Sometimes a sponsor can step in to make the acquisitions budget stretch further. “Sponsorship is a bit more lucrative than licensing, so we like to follow that route if possible,” says IMG’s Ford. “However, in-flight is bit of a mystery for a lot of companies. In-flight is obviously an attractive proposition. You have a high-end demographic with many business flyers and it’s a closed environment with nothing competing for their attention. There’s no Internet at this point. An obstacle is that there is very little feedback in terms of the audience. There are no ratings. The only way you can find anything out is with questionnaires. Companies tend to see in-flight as an extra on top of their other media campaigns.”

Outside of the airline market, the growth of demand in the nontheatrical sector is not just about new technology. It’s about mentality.

“The growth is especially in markets where there is an evolving understanding of copy?right laws,” says Rothman of Fox. “Nowadays you have people acquiring licenses in cases where they might not have in the past. There is a growing awareness that they need to do this. When you buy a DVD, it’s for your own viewing at home, not for exhibition. It’s always a process of education.”

Post Modern Group reports that the proliferation of entertainment options is not limited to commercial airlines. Many business-jet operators also offer sophisticated entertainment to their high-flying passengers. The company is also starting to see customers using more entertainment in other forms of transportation. IMS Inflight signed a contract last year to provide media players to Hertz for use in rental cars. In Australia, DP Pax Entertainment provides content for use aboard trains.

 

PLANES, TRAINS , AUTOMOBILES

Utah-based digEcor provides por-table media players, called digEplayers, that passengers can rent for their trip. They turn it in at the other end. The digEplayer is already programmed with movies and television shows, as well as games.

The London-based Around The World says its transportation activity has included audio books for trains in Australia, and it has also sold programming for VIP jet charters. “I think handheld devices on cruise ships could develop as an interesting opportunity for entertainment suppliers,” says the company’s managing director, Mike McCutcheon.

“We do sell to other outlets other than airplanes,” notes sales executive for in-flight for Europe, the Middle East and Africa at the U.K.’s ITV Global Entertainment. “Cruise liners and hotels are probably our main clients after airplanes.” Current best-sellers include dramas such as My Boy Jack; the U.S. version of Hell’s Kitchen; entertainment programs like Parkinson and Corteo (the latest Cirque du Soleil show); and occasionally some wildlife or children’s shows. She adds, “Trains and buses are beginning to acquire content. I haven’t closed a deal for these rights yet, but I am currently speaking to a couple of potential clients.”

Rothman of Fox says, “I would expect to see the proliferation of new uses. The digital format has so many more possibilities. Instead of having to change tapes, you have a server. Seat-back video on buses becomes plausible.”
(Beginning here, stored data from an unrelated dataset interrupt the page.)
//! Quarantine behavior tests, driven through real allocator roots.
//!
//! Each test creates its own leaked root (roots are process-lifetime
//! objects), so tests stay independent even though they share the cage.

use cagealloc::bucket::BucketDistribution;
use cagealloc::quarantine::{
    QuarantineConfig, QuarantineStats, ScopedQuarantineExclusion, ThreadBoundQuarantineBranch,
};
use cagealloc::root::{AllocatorRoot, Settings, SlotSpanMetadata};
use cagealloc::util::ZAP_BYTE;

fn test_root() -> &'static AllocatorRoot {
    // BRP off keeps usable sizes equal to slot sizes, which the arithmetic
    // below relies on.
    AllocatorRoot::new_leaked(Settings {
        with_brp: false,
        bucket_distribution: BucketDistribution::Denser,
        ..Settings::default()
    })
}

fn configured_root(capacity_in_bytes: usize, enable_zapping: bool) -> &'static AllocatorRoot {
    let root = test_root();
    root.configure_quarantine(QuarantineConfig {
        capacity_in_bytes,
        enable_quarantine: true,
        enable_zapping,
        leak_on_destruction: false,
    });
    root
}

fn stats(root: &AllocatorRoot) -> QuarantineStats {
    let mut stats = QuarantineStats::default();
    root.quarantine_root().accumulate_stats(&mut stats);
    stats
}

#[test]
fn entries_are_held_up_to_capacity() {
    let root = configured_root(1024, false);

    let mut objects = Vec::new();
    for _ in 0..10 {
        let p = root.try_alloc(64, false);
        assert!(!p.is_null());
        objects.push(p);
    }
    for &p in &objects {
        unsafe { root.free(p) };
    }

    // All ten 64-byte entries are held.
    assert_eq!(root.quarantine_branch().branch_size_in_bytes_for_testing(), 640);
    let s = stats(root);
    assert_eq!(s.count, 10);
    assert_eq!(s.size_in_bytes, 640);
    assert_eq!(s.cumulative_count, 10);
    assert_eq!(s.cumulative_size_in_bytes, 640);
    assert_eq!(s.quarantine_miss_count, 0);
    for &p in &objects {
        assert!(unsafe { root.quarantine_branch().is_quarantined_for_testing(p) });
    }
}

#[test]
fn over_capacity_entries_evict_older_ones() {
    let root = configured_root(1024, false);

    for _ in 0..10 {
        let p = root.try_alloc(64, false);
        unsafe { root.free(p) };
    }
    assert_eq!(stats(root).count, 10);

    // A 512-byte entry only fits next to at most 512 bytes of older ones:
    // two of the ten 64-byte entries must be released, in shuffled order.
    let big = root.try_alloc(512, false);
    unsafe { root.free(big) };

    let branch_size = root.quarantine_branch().branch_size_in_bytes_for_testing();
    assert_eq!(branch_size, 512 + 8 * 64);
    assert!(branch_size <= 1024);
    let s = stats(root);
    assert_eq!(s.count, 9);
    assert_eq!(s.size_in_bytes, branch_size);
    assert_eq!(s.cumulative_count, 11);
    assert!(unsafe { root.quarantine_branch().is_quarantined_for_testing(big) });
}

#[test]
fn oversized_entry_is_a_quarantine_miss() {
    let root = configured_root(100, false);

    let p = root.try_alloc(200, false);
    unsafe { root.free(p) };

    // Dropped straight to the immediate path; the branch is untouched.
    assert_eq!(root.quarantine_branch().branch_size_in_bytes_for_testing(), 0);
    let s = stats(root);
    assert_eq!(s.count, 0);
    assert_eq!(s.quarantine_miss_count, 1);
    assert!(!unsafe { root.quarantine_branch().is_quarantined_for_testing(p) });

    // The slot went back on its freelist.
    let q = root.try_alloc(200, false);
    assert_eq!(q, p);
}

#[test]
fn zapping_overwrites_quarantined_objects() {
    let root = configured_root(4096, true);

    let p = root.try_alloc(64, false);
    unsafe {
        core::ptr::write_bytes(p, 0xAB, 64);
        root.free(p);
    }

    assert!(unsafe { root.quarantine_branch().is_quarantined_for_testing(p) });
    // The quarantined object was overwritten with the zap pattern. The
    // memory stays committed while quarantined, so reading it is safe here.
    let contents = unsafe { std::slice::from_raw_parts(p, 64) };
    assert!(contents.iter().all(|&b| b == ZAP_BYTE));
}

#[test]
fn purge_drains_the_branch_and_is_idempotent() {
    let root = configured_root(4096, false);

    let mut objects = Vec::new();
    for _ in 0..8 {
        let p = root.try_alloc(128, false);
        unsafe { root.free(p) };
        objects.push(p);
    }
    assert_eq!(stats(root).count, 8);

    root.quarantine_branch().purge();
    assert_eq!(root.quarantine_branch().branch_size_in_bytes_for_testing(), 0);
    let s = stats(root);
    assert_eq!(s.count, 0);
    assert_eq!(s.size_in_bytes, 0);
    // Cumulative counters never move backwards.
    assert_eq!(s.cumulative_count, 8);

    // Purging an empty branch is a no-op.
    root.quarantine_branch().purge();
    assert_eq!(stats(root).count, 0);

    // Drained slots are allocatable again.
    let p = root.try_alloc(128, false);
    assert!(objects.contains(&p));
}

#[test]
fn shrinking_capacity_takes_effect_on_the_next_call() {
    let root = configured_root(4096, false);

    for _ in 0..4 {
        let p = root.try_alloc(256, false);
        unsafe { root.free(p) };
    }
    assert_eq!(root.quarantine_branch().branch_size_in_bytes_for_testing(), 1024);

    // Shrinking alone does not purge.
    root.quarantine_branch().set_capacity_in_bytes(512);
    assert_eq!(root.quarantine_branch().branch_size_in_bytes_for_testing(), 1024);

    // The next quarantine call enforces the new limit.
    let p = root.try_alloc(256, false);
    unsafe { root.free(p) };
    assert!(root.quarantine_branch().branch_size_in_bytes_for_testing() <= 512);
}

#[test]
fn paused_branch_frees_immediately() {
    let root = configured_root(4096, false);

    let p = root.try_alloc(64, false);
    {
        let _pause = ScopedQuarantineExclusion::new(root.quarantine_branch());
        unsafe { root.free(p) };
        assert_eq!(stats(root).count, 0);
        // Immediate free puts the slot straight back on the freelist.
        let q = root.try_alloc(64, false);
        assert_eq!(q, p);
        unsafe { root.free(q) };
    }

    // With the scope gone, quarantining resumes.
    let r = root.try_alloc(64, false);
    unsafe { root.free(r) };
    assert_eq!(stats(root).count, 1);
}

#[test]
fn direct_mapped_allocations_bypass_the_quarantine() {
    let root = configured_root(1 << 22, false);

    let p = root.try_alloc(600 * 1024, false);
    assert!(!p.is_null());
    unsafe { root.free(p) };

    let s = stats(root);
    assert_eq!(s.count, 0);
    assert_eq!(s.cumulative_count, 0);
    assert_eq!(s.quarantine_miss_count, 0);
}

#[test]
fn disabled_quarantine_frees_immediately() {
    let root = test_root();
    root.configure_quarantine(QuarantineConfig {
        capacity_in_bytes: 4096,
        enable_quarantine: false,
        enable_zapping: false,
        leak_on_destruction: false,
    });

    let p = root.try_alloc(64, false);
    unsafe { root.free(p) };
    assert_eq!(stats(root).count, 0);
    let q = root.try_alloc(64, false);
    assert_eq!(q, p);
}

#[test]
fn reconfiguring_clears_held_entries_first() {
    let root = configured_root(4096, false);

    for _ in 0..4 {
        let p = root.try_alloc(64, false);
        unsafe { root.free(p) };
    }
    assert_eq!(stats(root).count, 4);

    root.configure_quarantine(QuarantineConfig {
        capacity_in_bytes: 8192,
        enable_quarantine: true,
        enable_zapping: false,
        leak_on_destruction: false,
    });

    assert_eq!(root.quarantine_branch().branch_size_in_bytes_for_testing(), 0);
    assert_eq!(stats(root).count, 0);
    assert_eq!(root.quarantine_branch().capacity_in_bytes(), 8192);
    assert_eq!(
        root.quarantine_branch().config_for_testing().capacity_in_bytes,
        8192
    );
}

#[test]
fn release_order_is_shuffled() {
    const N: usize = 32;
    let root = configured_root(64 * N, false);

    // Quarantine N slots, then drain them. The purge frees entries onto the
    // span freelist one by one, so re-allocating afterwards returns slots in
    // reverse eviction order.
    let mut inserted = Vec::new();
    for _ in 0..N {
        let p = root.try_alloc(64, false);
        unsafe { root.free(p) };
        inserted.push(p as usize);
    }
    root.quarantine_branch().purge();

    let mut reuse_order = Vec::new();
    for _ in 0..N {
        reuse_order.push(root.try_alloc(64, false) as usize);
    }
    let mut eviction_order = reuse_order.clone();
    eviction_order.reverse();

    // Same set of slots...
    let mut sorted_inserted = inserted.clone();
    let mut sorted_evicted = eviction_order.clone();
    sorted_inserted.sort_unstable();
    sorted_evicted.sort_unstable();
    assert_eq!(sorted_inserted, sorted_evicted);

    // ...but the per-insert Fisher-Yates step makes replaying the insertion
    // order (or its reverse) astronomically unlikely.
    assert_ne!(eviction_order, inserted);
    let mut reversed_insertion = inserted.clone();
    reversed_insertion.reverse();
    assert_ne!(eviction_order, reversed_insertion);
}

// ---------------------------------------------------------------------------
// Thread-bound branch
// ---------------------------------------------------------------------------

#[test]
fn thread_bound_branch_holds_and_purges() {
    let root = test_root();
    // The root's own (global) branch stays disabled; we drive a
    // thread-bound branch directly.
    root.configure_quarantine(QuarantineConfig::default());

    let branch = ThreadBoundQuarantineBranch::new();
    branch.configure(
        root,
        root.quarantine_root(),
        QuarantineConfig {
            capacity_in_bytes: 1024,
            enable_quarantine: true,
            enable_zapping: true,
            leak_on_destruction: false,
        },
    );

    unsafe {
        let p = root.try_alloc(64, false);
        let span = SlotSpanMetadata::from_object(p);
        let slot_start = root.object_to_slot_start_unchecked(p);
        assert_eq!(slot_start, p as usize);

        branch.quarantine(p, span, slot_start, root.get_usable_size(p), None);
        assert!(branch.is_quarantined_for_testing(p));
        assert_eq!(branch.branch_size_in_bytes_for_testing(), 64);
        assert_eq!(stats(root).count, 1);

        // Zapped in place, like the shared variant.
        let contents = std::slice::from_raw_parts(p, 64);
        assert!(contents.iter().all(|&b| b == ZAP_BYTE));

        branch.purge();
        assert!(!branch.is_quarantined_for_testing(p));
        assert_eq!(stats(root).count, 0);
        let q = root.try_alloc(64, false);
        assert_eq!(q, p);
    }
}

#[test]
fn thread_bound_branch_enforces_capacity_inline() {
    let root = test_root();
    root.configure_quarantine(QuarantineConfig::default());

    let branch = ThreadBoundQuarantineBranch::new();
    branch.configure(
        root,
        root.quarantine_root(),
        QuarantineConfig {
            capacity_in_bytes: 256,
            enable_quarantine: true,
            enable_zapping: false,
            leak_on_destruction: false,
        },
    );

    unsafe {
        for _ in 0..8 {
            let p = root.try_alloc(64, false);
            let span = SlotSpanMetadata::from_object(p);
            branch.quarantine(p, span, p as usize, root.get_usable_size(p), None);
        }
        // Only capacity/64 = 4 entries can be held at once.
        assert_eq!(branch.branch_size_in_bytes_for_testing(), 256);
        assert_eq!(stats(root).count, 4);
        assert_eq!(stats(root).cumulative_count, 8);
    }
}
In London, some taxis are now fitted with Cabvision, which uses a computer housed in the trunk of the vehicle. As the passenger enters the cab, the system powers up automatically; it is linked into the fare-meter system. The passenger can choose from a range of channels. The BBC already supplies content to this service. As similar offerings roll out worldwide, distributors will certainly be clamoring to tap into yet another route to audiences.